A grande ironia é que, mesmo assim, o Brasil continua obcecado por ele. Lacan ajuda aqui também: desejo é desejo do outro. Desejamos ver em Neymar aquilo que projetamos nele ao longo dos anos. E projetamos muito. O país inteiro comprou o espelho por quatro Copas, desde 2010, quando muito jovem, nem convocado ele foi. E agora, que o vidro vem rachando, seguimos tentando colá-lo com esperança, memes, nostalgia... e aquela fé teimosa de que algo diferente aconteça em 2026.
A verdade dura, e humana, é que Neymar nunca conseguiu se separar do menino prodígio. O espelho que o formou continua ali, devolvendo o mesmo personagem brilhante, mesmo quando o corpo já não o acompanha. E é justamente essa defasagem dolorosa que produz o Neymar de hoje: genial em lampejos, irritado em sequência, perdido entre quem já foi e quem é agora.
E a convocação? Nas últimas listas de Carlo Ancelotti, o nome dele quase não apareceu. Sem ser chamado, surgiu apenas como pergunta — respondida com a polidez neutra que treinadores usam quando não querem se comprometer. Sua vaga para a Copa de 2026 hoje é, mais do que nunca, um reflexo do passado, não do presente. Para recuperá-la, ele precisa fazer algo que talvez seja o maior desafio da carreira: convencer o espelho interno e o técnico italiano, ao mesmo tempo.
No fim das contas, Neymar não precisa que a gente escreva sobre Lacan. Precisa talvez só de um novo espelho — um que aceite o homem, e não apenas o mito. E que permita que o jogador finalmente veja grandeza naquilo que ele é hoje, não no que insiste em tentar repetir. Porque, por enquanto, quem envelheceu não foi Neymar. Foi apenas a realidade. E ele está correndo atrás dela com um retrovisor nas mãos.
THALESPÉDIA
A comparação apareceu forte nas redes esta semana. Fui atrás dos números, organizei tudo e trago aqui na forma mais apurada e comparação mais justa. Tirei o Romário da equação porque o caso dele é outro planeta — 2000 foi uma distorção da natureza. E faltavam dois anos para a Copa.
Mas o ponto é este:
Ronaldo Fenômeno aos 33 anos (2009): 23 gols, 4 assistências, campeão da Copa do Brasil pelo Corinthians. Ficou fora da Copa de 2010.
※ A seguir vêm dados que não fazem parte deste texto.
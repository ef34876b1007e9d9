//! Orientation helpers: yaw towards a point, look-at rotations

use crate::core::types::{Mat3, Quat, Vec3};

/// Yaw in degrees that turns an object at `from` towards `to`.
///
/// Computed from the normalized direction as `atan2(dir.x, dir.z)`, so a
/// target straight down +Z gives 0° and one down +X gives 90°. Returns 0
/// when the two points coincide.
pub fn yaw_towards(from: Vec3, to: Vec3) -> f32 {
    let dir = (to - from).normalize_or_zero();
    dir.x.atan2(dir.z).to_degrees()
}

/// World rotation whose local +Z axis points along `direction`, keeping
/// local +Y as close to `up` as possible.
///
/// Returns `None` when `direction` is zero or parallel to `up`.
pub fn facing_rotation(direction: Vec3, up: Vec3) -> Option<Quat> {
    let z = direction.try_normalize()?;
    let x = up.cross(z).try_normalize()?;
    let y = z.cross(x);
    Some(Quat::from_mat3(&Mat3::from_cols(x, y, z)))
}
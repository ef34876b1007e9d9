//! Procedural scene population
//!
//! Everything here is rejection sampling on the ground plane:
//! - `scatter`: generic passes (annulus + target count + retry budget + exclusion zone)
//! - `tree`: stylised trees and the camp forest passes around the tent
//! - `mountain`: the closed wall ring and the irregular outer band

pub mod scatter;
pub mod tree;
pub mod mountain;

pub use scatter::{
    Annulus, ExclusionZone, PassReport, PlacementRequest, ScatterPass, TargetCount, RETRY_FACTOR,
};
pub use tree::{TreeScatterer, TreeShape, CAMP_TREE_PASSES, TENT_EXCLUSION};
pub use mountain::{wall_loop, MountainBoundary, WallSegment};
impl BehaviorRuntime {
    pub fn new() -> Self {
        Self {
            slots: Vec::new(),
            next_slot: 0,
            timers: TimerQueue::new(),
            listeners: KeyListeners::new(),
            outbox: Vec::new(),
            key_presses: 0,
        }
    }

    /// Attach a behavior to `entity` and run its `on_attach` hook.
    pub fn attach(
        &mut self,
        scene: &mut SceneGraph,
        entity: SceneNodeId,
        behavior: Box<dyn Behavior>,
    ) -> SlotId {
        let id = SlotId(self.next_slot);
        self.next_slot += 1;

        log::debug!("Attaching {} to entity {:?} (slot {:?})", behavior.name(), entity, id);
        self.slots.push(Slot { id, entity, behavior });

        let index = self.slots.len() - 1;
        self.run_slot(index, scene, |behavior, ctx| behavior.on_attach(ctx));
        self.dispatch_signals(scene);
        id
    }

    /// Detach one behavior, running its `on_detach` hook first.
    ///
    /// Timers it scheduled are discarded. Key listeners it left registered
    /// are removed as well, with a warning.
    pub fn detach(&mut self, scene: &mut SceneGraph, slot: SlotId) -> bool {
        let Some(index) = self.index_of(slot) else {
            return false;
        };

        self.run_slot(index, scene, |behavior, ctx| behavior.on_detach(ctx));
        let removed = self.slots.remove(index);
        self.timers.cancel_slot(slot);

        let leaked = self.listeners.remove_slot(slot);
        if leaked > 0 {
            log::warn!(
                "{} on entity {:?} left {} key listener(s) registered after detach",
                removed.behavior.name(),
                removed.entity,
                leaked
            );
        }

        self.dispatch_signals(scene);
        true
    }

    /// Detach every behavior attached to `entity`, most recent first.
    pub fn detach_entity(&mut self, scene: &mut SceneGraph, entity: SceneNodeId) -> usize {
        let slots: Vec<SlotId> = self.slots_for(entity);
        for slot in slots.iter().rev() {
            self.detach(scene, *slot);
        }
        slots.len()
    }

    /// Remove an entity and its subtree from the scene, detaching every
    /// behavior attached anywhere in it.
    pub fn remove_entity(&mut self, scene: &mut SceneGraph, entity: SceneNodeId) {
        if !scene.contains(entity) || entity == scene.root() {
            return;
        }
        let mut subtree = vec![entity];
        let mut i = 0;
        while i < subtree.len() {
            let current = subtree[i];
            subtree.extend(scene.children(current));
            i += 1;
        }
        for node in subtree.iter().rev() {
            self.detach_entity(scene, *node);
        }
        scene.remove(entity);
    }

    /// Advance one frame.
    pub fn tick(&mut self, scene: &mut SceneGraph, input: &InputState, dt: f32) {
        let delta = Duration::try_from_secs_f32(dt).unwrap_or(Duration::ZERO);

        for (slot, timer) in self.timers.advance(delta) {
            if let Some(index) = self.index_of(slot) {
                self.run_slot(index, scene, |behavior, ctx| behavior.on_timer(ctx, timer));
            }
        }
        self.dispatch_signals(scene);

        for &key in input.just_pressed() {
            self.key_presses += 1;
            for slot in self.listeners.slots() {
                if let Some(index) = self.index_of(slot) {
                    self.run_slot(index, scene, |behavior, ctx| behavior.on_key(ctx, key));
                }
            }
            self.dispatch_signals(scene);
        }

        for index in 0..self.slots.len() {
            self.run_slot(index, scene, |behavior, ctx| behavior.on_frame(ctx, dt));
        }
        self.dispatch_signals(scene);
    }

    /// The host finished loading `entity`: flag it and emit `Signal::Loaded`.
    pub fn notify_loaded(&mut self, scene: &mut SceneGraph, entity: SceneNodeId) {
        scene.mark_loaded(entity);
        self.emit(scene, entity, Signal::Loaded);
    }

    /// Emit a signal on `entity` from outside any behavior.
    pub fn emit(&mut self, scene: &mut SceneGraph, entity: SceneNodeId, signal: Signal) {
        self.outbox.push((entity, signal));
        self.dispatch_signals(scene);
    }

    /// Run `f` against the concrete behavior in `slot`.
    ///
    /// Returns `None` if the slot is gone or holds a different type.
    pub fn with_behavior<T, R>(
        &mut self,
        scene: &mut SceneGraph,
        slot: SlotId,
        f: impl FnOnce(&mut T, &mut BehaviorContext<'_>) -> R,
    ) -> Option<R>
    where
        T: Behavior,
    {
        let index = self.index_of(slot)?;
        let result = self.run_slot(index, scene, |behavior, ctx| {
            behavior.as_any_mut().downcast_mut::<T>().map(|b| f(b, ctx))
        });
        self.dispatch_signals(scene);
        result
    }

    /// Read-only access to a concrete behavior.
    pub fn get<T: Behavior>(&self, slot: SlotId) -> Option<&T> {
        let index = self.index_of(slot)?;
        self.slots[index].behavior.as_any().downcast_ref::<T>()
    }

    /// Slots attached to `entity`, in attach order.
    pub fn slots_for(&self, entity: SceneNodeId) -> Vec<SlotId> {
        self.slots
            .iter()
            .filter(|s| s.entity == entity)
            .map(|s| s.id)
            .collect()
    }

    pub fn behavior_count(&self) -> usize {
        self.slots.len()
    }

    pub fn listener_count(&self) -> usize {
        self.listeners.len()
    }

    pub fn pending_timers(&self) -> usize {
        self.timers.pending_count()
    }

    fn index_of(&self, slot: SlotId) -> Option<usize> {
        self.slots.iter().position(|s| s.id == slot)
    }

    fn run_slot<R>(
        &mut self,
        index: usize,
        scene: &mut SceneGraph,
        f: impl FnOnce(&mut dyn Behavior, &mut BehaviorContext<'_>) -> R,
    ) -> R {
        let Self {
            slots,
            timers,
            listeners,
            outbox,
            key_presses,
            ..
        } = self;
        let slot = &mut slots[index];
        let mut ctx = BehaviorContext::new(slot.entity, slot.id, scene, timers, listeners, outbox)
            .with_key_press(*key_presses);
        f(slot.behavior.as_mut(), &mut ctx)
    }

    fn dispatch_signals(&mut self, scene: &mut SceneGraph) {
        for _ in 0..MAX_SIGNAL_ROUNDS {
            if self.outbox.is_empty() {
                return;
            }
            let batch = std::mem::take(&mut self.outbox);
            for (entity, signal) in batch {
                log::trace!("Signal {} on entity {:?}", signal, entity);
                let targets: Vec<usize> = self
                    .slots
                    .iter()
                    .enumerate()
                    .filter(|(_, s)| s.entity == entity)
                    .map(|(i, _)| i)
                    .collect();
                for index in targets {
                    self.run_slot(index, scene, |behavior, ctx| behavior.on_signal(ctx, &signal));
                }
            }
        }

        if !self.outbox.is_empty() {
            log::warn!(
                "Signal cascade exceeded {} rounds; dropping {} pending signal(s)",
                MAX_SIGNAL_ROUNDS,
                self.outbox.len()
            );
            self.outbox.clear();
        }
    }
}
Ronaldinho Gaúcho aos 33 (2013): 17 gols, 14 assistências, campeão da Libertadores pelo Atlético-MG. Ficou fora da Copa de 2014.
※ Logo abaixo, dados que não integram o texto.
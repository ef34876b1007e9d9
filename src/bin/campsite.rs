//! Headless campsite run
//!
//! Builds the campsite and plays a short scripted visit: walk to the first
//! log, sit down, stand up again and wander off towards the mountains until
//! the boundary holds the rig back.
//!
//! Usage:
//!     campsite [OPTIONS]
//!
//! Options:
//!     -n, --frames <N>        Frames to simulate (default: 900)
//!     --seed <SEED>           Seed for trees and mountains (default: from config, else random)
//!     -c, --config <PATH>     JSON scene configuration
//!     -v, --verbose           Debug logging (RUST_LOG still wins)
//!     -h, --help              Show this help message

use std::env;
use std::path::PathBuf;
use std::time::{Duration, Instant};

use campsite::core::input::InputState;
use campsite::core::logging;
use campsite::core::time::FrameClock;
use campsite::math::planar_distance;
use campsite::scene::{CampScene, SceneConfig};
use glam::Vec3;
use winit::keyboard::KeyCode;

/// Walking speed of the scripted visitor, units per second.
const WALK_SPEED: f32 = 2.0;
/// Frames spent seated before standing up.
const SEATED_FRAMES: u64 = 180;

fn print_help() {
    eprintln!("campsite - Headless campsite run");
    eprintln!();
    eprintln!("Usage: campsite [OPTIONS]");
    eprintln!();
    eprintln!("Options:");
    eprintln!("    -n, --frames <N>        Frames to simulate (default: 900)");
    eprintln!("    --seed <SEED>           Seed for trees and mountains");
    eprintln!("    -c, --config <PATH>     JSON scene configuration");
    eprintln!("    -v, --verbose           Debug logging (RUST_LOG still wins)");
    eprintln!("    -h, --help              Show this help message");
    eprintln!();
    eprintln!("Example:");
    eprintln!("    campsite --seed 42 -n 1200");
    eprintln!("    campsite -v -c camp.json");
}

#[derive(Debug)]
struct Args {
    frames: u64,
    seed: Option<u64>,
    config: Option<PathBuf>,
    verbose: bool,
}

fn parse_args() -> Result<Args, String> {
    let args: Vec<String> = env::args().skip(1).collect();

    let mut frames: u64 = 900;
    let mut seed: Option<u64> = None;
    let mut config: Option<PathBuf> = None;
    let mut verbose = false;

    let mut i = 0;
    while i < args.len() {
        match args[i].as_str() {
            "-h" | "--help" => {
                print_help();
                std::process::exit(0);
            }
            "-n" | "--frames" => {
                i += 1;
                if i >= args.len() {
                    return Err("Missing value for --frames".to_string());
                }
                frames = args[i].parse().map_err(|_| format!("Invalid frame count: {}", args[i]))?;
            }
            "--seed" => {
                i += 1;
                if i >= args.len() {
                    return Err("Missing value for --seed".to_string());
                }
                seed = Some(args[i].parse().map_err(|_| format!("Invalid seed: {}", args[i]))?);
            }
            "-c" | "--config" => {
                i += 1;
                if i >= args.len() {
                    return Err("Missing value for --config".to_string());
                }
                config = Some(PathBuf::from(&args[i]));
            }
            "-v" | "--verbose" => verbose = true,
            other => return Err(format!("Unknown option: {}", other)),
        }
        i += 1;
    }

    Ok(Args { frames, seed, config, verbose })
}

#[derive(Debug, Clone, Copy, PartialEq)]
enum Visit {
    Approach,
    Seated { since: u64 },
    Wander,
}

fn main() {
    let args = match parse_args() {
        Ok(args) => args,
        Err(e) => {
            eprintln!("Error: {}", e);
            eprintln!();
            print_help();
            std::process::exit(1);
        }
    };

    if args.verbose {
        logging::init_with_filter("debug");
    } else {
        logging::init();
    }

    let mut config = match &args.config {
        Some(path) => match SceneConfig::load(path) {
            Ok(config) => config,
            Err(e) => {
                eprintln!("Error: failed to load {}: {}", path.display(), e);
                std::process::exit(1);
            }
        },
        None => SceneConfig::default(),
    };
    if args.seed.is_some() {
        config.seed = args.seed;
    }

    let start = Instant::now();
    let mut camp = CampScene::new(config);
    log::info!("Scene built in {:.1}ms", start.elapsed().as_secs_f64() * 1000.0);

    let mut clock = FrameClock::fixed(Duration::from_secs_f32(1.0 / 60.0));
    let mut visit = Visit::Approach;
    let seat = camp.seats()[0];

    for frame in 0..args.frames {
        let dt = clock.tick();
        let mut input = InputState::new();

        if frame == 1 {
            camp.finish_loading();
        }

        let rig_position = camp.scene().position(camp.rig()).unwrap_or(Vec3::ZERO);
        let seat_position = camp.scene().world_position(seat.entity).unwrap_or(Vec3::ZERO);

        match visit {
            Visit::Approach => {
                if planar_distance(rig_position, seat_position) > 1.5 {
                    let mut heading = seat_position - rig_position;
                    heading.y = 0.0;
                    camp.walk(heading.normalize_or_zero() * WALK_SPEED * dt);
                } else {
                    input.press(KeyCode::KeyE);
                    visit = Visit::Seated { since: frame };
                }
            }
            Visit::Seated { since } if frame - since >= SEATED_FRAMES => {
                input.press(KeyCode::KeyE);
                visit = Visit::Wander;
            }
            Visit::Seated { .. } => {}
            Visit::Wander => {
                camp.walk(Vec3::NEG_X * WALK_SPEED * 3.0 * dt);
            }
        }

        camp.tick(&input, dt);

        if frame % 120 == 0 {
            let p = camp.scene().position(camp.rig()).unwrap_or(Vec3::ZERO);
            log::debug!("frame {}: rig at ({:.2}, {:.2}, {:.2}), {:?}", frame, p.x, p.y, p.z, visit);
        }
    }

    println!("Campsite run");
    println!("============");
    println!("Frames: {} ({:.1}s simulated)", clock.frame_count(), clock.elapsed().as_secs_f32());
    if let Some(forest) = camp.tree_scatterer() {
        println!("Trees: {}", forest.trees().len());
        for report in forest.reports() {
            println!(
                "  {:<12} {:>3}/{:<3} placed in {} attempts",
                report.name, report.placed, report.target, report.attempts
            );
        }
    }
    if let Some(mountains) = camp.mountain_boundary() {
        println!(
            "Mountains: {} ring walls, {} outer slabs",
            mountains.ring_walls().len(),
            mountains.band_walls().len()
        );
    }
    for light in camp.lights() {
        if let (Some(tag), Some(params)) = (camp.scene().tag(*light), camp.scene().light(*light)) {
            println!(
                "Light {:<17} intensity {:.3}, shadows {}",
                tag,
                params.intensity,
                if params.cast_shadow { "on" } else { "off" }
            );
        }
    }
    if let Some(boundary) = camp.boundary() {
        println!("Boundary reverts: {}", boundary.reverts());
    }
    let p = camp.scene().position(camp.rig()).unwrap_or(Vec3::ZERO);
    println!("Rig final position: ({:.2}, {:.2}, {:.2}), state {:?}", p.x, p.y, p.z, visit);
}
Neymar aos 33 (2025): 6 gols, 3 assistências, com o Santos na zona de rebaixamento. É pauta diária para 2026.
E aí mora a questão. Não é só sobre Neymar merecer ou não a discussão na seleção — é sobre como o vácuo técnico da seleção hoje torna tudo assunto. Ronaldo em 2010 e Ronaldinho em 2014 não eram nem debate. Neymar rumo a 2026 virou o maior elefante branco da sala do futebol brasileiro.